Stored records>
□ □ □

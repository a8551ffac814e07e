//! Boundary to the host CMS.
//!
//! The resizer never owns content. It reads attachments from a
//! [`MediaLibrary`] and reads or writes external thumbnails through a
//! [`ThumbnailStore`]. The in-memory implementations back the CLI (loaded
//! from a JSON file) and the tests.
//!
//! ## Media library file
//!
//! ```json
//! {
//!   "7": { "url": "https://example.com/wp-content/uploads/a.jpg", "width": 1200, "height": 800 },
//!   "9": { "url": "https://example.com/wp-content/uploads/b.png" }
//! }
//! ```

use crate::types::{Attachment, ExternalThumbnail};
use std::collections::{BTreeMap, HashMap};
use std::fs;
use std::path::Path;
use thiserror::Error;

#[derive(Error, Debug)]
pub enum HostError {
    #[error("IO error: {0}")]
    Io(#[from] std::io::Error),
    #[error("JSON error: {0}")]
    Json(#[from] serde_json::Error),
}

/// Read access to the host's attachments.
pub trait MediaLibrary {
    /// The attachment with this id, `None` when it does not exist.
    fn attachment(&self, id: u64) -> Option<Attachment>;
}

/// Per-item external thumbnail records.
pub trait ThumbnailStore {
    fn external_thumbnail(&self, item: u64) -> Option<ExternalThumbnail>;
    /// Replace the record of `item`.
    fn store_external_thumbnail(&mut self, item: u64, thumbnail: ExternalThumbnail);
    /// Remove the URL and cached dimensions of `item`.
    fn clear_external_thumbnail(&mut self, item: u64);
}

/// A media library with no attachments.
#[derive(Debug, Default, Clone, Copy)]
pub struct NoMedia;

impl MediaLibrary for NoMedia {
    fn attachment(&self, _id: u64) -> Option<Attachment> {
        None
    }
}

#[derive(Debug, Default, Clone)]
pub struct InMemoryMediaLibrary {
    attachments: BTreeMap<u64, Attachment>,
}

impl InMemoryMediaLibrary {
    pub fn new() -> Self {
        Self::default()
    }

    pub fn insert(&mut self, id: u64, attachment: Attachment) {
        self.attachments.insert(id, attachment);
    }

    pub fn from_json(json: &str) -> Result<Self, HostError> {
        let attachments = serde_json::from_str(json)?;
        Ok(Self { attachments })
    }

    pub fn load(path: &Path) -> Result<Self, HostError> {
        let content = fs::read_to_string(path)?;
        Self::from_json(&content)
    }

    pub fn len(&self) -> usize {
        self.attachments.len()
    }

    pub fn is_empty(&self) -> bool {
        self.attachments.is_empty()
    }
}

impl MediaLibrary for InMemoryMediaLibrary {
    fn attachment(&self, id: u64) -> Option<Attachment> {
        self.attachments.get(&id).cloned()
    }
}

#[derive(Debug, Default, Clone)]
pub struct InMemoryThumbnailStore {
    records: HashMap<u64, ExternalThumbnail>,
}

impl InMemoryThumbnailStore {
    pub fn new() -> Self {
        Self::default()
    }
}

impl ThumbnailStore for InMemoryThumbnailStore {
    fn external_thumbnail(&self, item: u64) -> Option<ExternalThumbnail> {
        self.records.get(&item).cloned()
    }

    fn store_external_thumbnail(&mut self, item: u64, thumbnail: ExternalThumbnail) {
        self.records.insert(item, thumbnail);
    }

    fn clear_external_thumbnail(&mut self, item: u64) {
        self.records.remove(&item);
    }
}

□ □ □

TASK DIRECTIONS>
Would you please give all of the records again exactly as they stand?

YOUR RESPONSE>
repository a8551ffac814e07e
//! Boundary to the host CMS.
//!
//! The resizer never owns content. It reads attachments from a
//! [`MediaLibrary`] and reads or writes external thumbnails through a
//! [`ThumbnailStore`]. The in-memory implementations back the CLI (loaded
//! from a JSON file) and the tests.
//!
//! ## Media library file
//!
//! ```json
//! {
//!   "7": { "url": "https://example.com/wp-content/uploads/a.jpg", "width": 1200, "height": 800 },
//!   "9": { "url": "https://example.com/wp-content/uploads/b.png" }
//! }
//! ```

use crate::types::{Attachment, ExternalThumbnail};
use std::collections::{BTreeMap, HashMap};
use std::fs;
use std::path::Path;
use thiserror::Error;

#[derive(Error, Debug)]
pub enum HostError {
    #[error("IO error: {0}")]
    Io(#[from] std::io::Error),
    #[error("JSON error: {0}")]
    Json(#[from] serde_json::Error),
}

/// Read access to the host's attachments.
pub trait MediaLibrary {
    /// The attachment with this id, `None` when it does not exist.
    fn attachment(&self, id: u64) -> Option<Attachment>;
}

/// Per-item external thumbnail records.
pub trait ThumbnailStore {
    fn external_thumbnail(&self, item: u64) -> Option<ExternalThumbnail>;
    /// Replace the record of `item`.
    fn store_external_thumbnail(&mut self, item: u64, thumbnail: ExternalThumbnail);
    /// Remove the URL and cached dimensions of `item`.
    fn clear_external_thumbnail(&mut self, item: u64);
}

/// A media library with no attachments.
#[derive(Debug, Default, Clone, Copy)]
pub struct NoMedia;

impl MediaLibrary for NoMedia {
    fn attachment(&self, _id: u64) -> Option<Attachment> {
        None
    }
}

#[derive(Debug, Default, Clone)]
pub struct InMemoryMediaLibrary {
    attachments: BTreeMap<u64, Attachment>,
}

impl InMemoryMediaLibrary {
    pub fn new() -> Self {
        Self::default()
    }

    pub fn insert(&mut self, id: u64, attachment: Attachment) {
        self.attachments.insert(id, attachment);
    }

    pub fn from_json(json: &str) -> Result<Self, HostError> {
        let attachments = serde_json::from_str(json)?;
        Ok(Self { attachments })
    }

    pub fn load(path: &Path) -> Result<Self, HostError> {
        let content = fs::read_to_string(path)?;
        Self::from_json(&content)
    }

    pub fn len(&self) -> usize {
        self.attachments.len()
    }

    pub fn is_empty(&self) -> bool {
        self.attachments.is_empty()
    }
}

impl MediaLibrary for InMemoryMediaLibrary {
    fn attachment(&self, id: u64) -> Option<Attachment> {
        self.attachments.get(&id).cloned()
    }
}

#[derive(Debug, Default, Clone)]
pub struct InMemoryThumbnailStore {
    records: HashMap<u64, ExternalThumbnail>,
}

impl InMemoryThumbnailStore {
    pub fn new() -> Self {
        Self::default()
    }
}

impl ThumbnailStore for InMemoryThumbnailStore {
    fn external_thumbnail(&self, item: u64) -> Option<ExternalThumbnail> {
        self.records.get(&item).cloned()
    }

    fn store_external_thumbnail(&mut self, item: u64, thumbnail: ExternalThumbnail) {
        self.records.insert(item, thumbnail);
    }

    fn clear_external_thumbnail(&mut self, item: u64) {
        self.records.remove(&item);
    }
}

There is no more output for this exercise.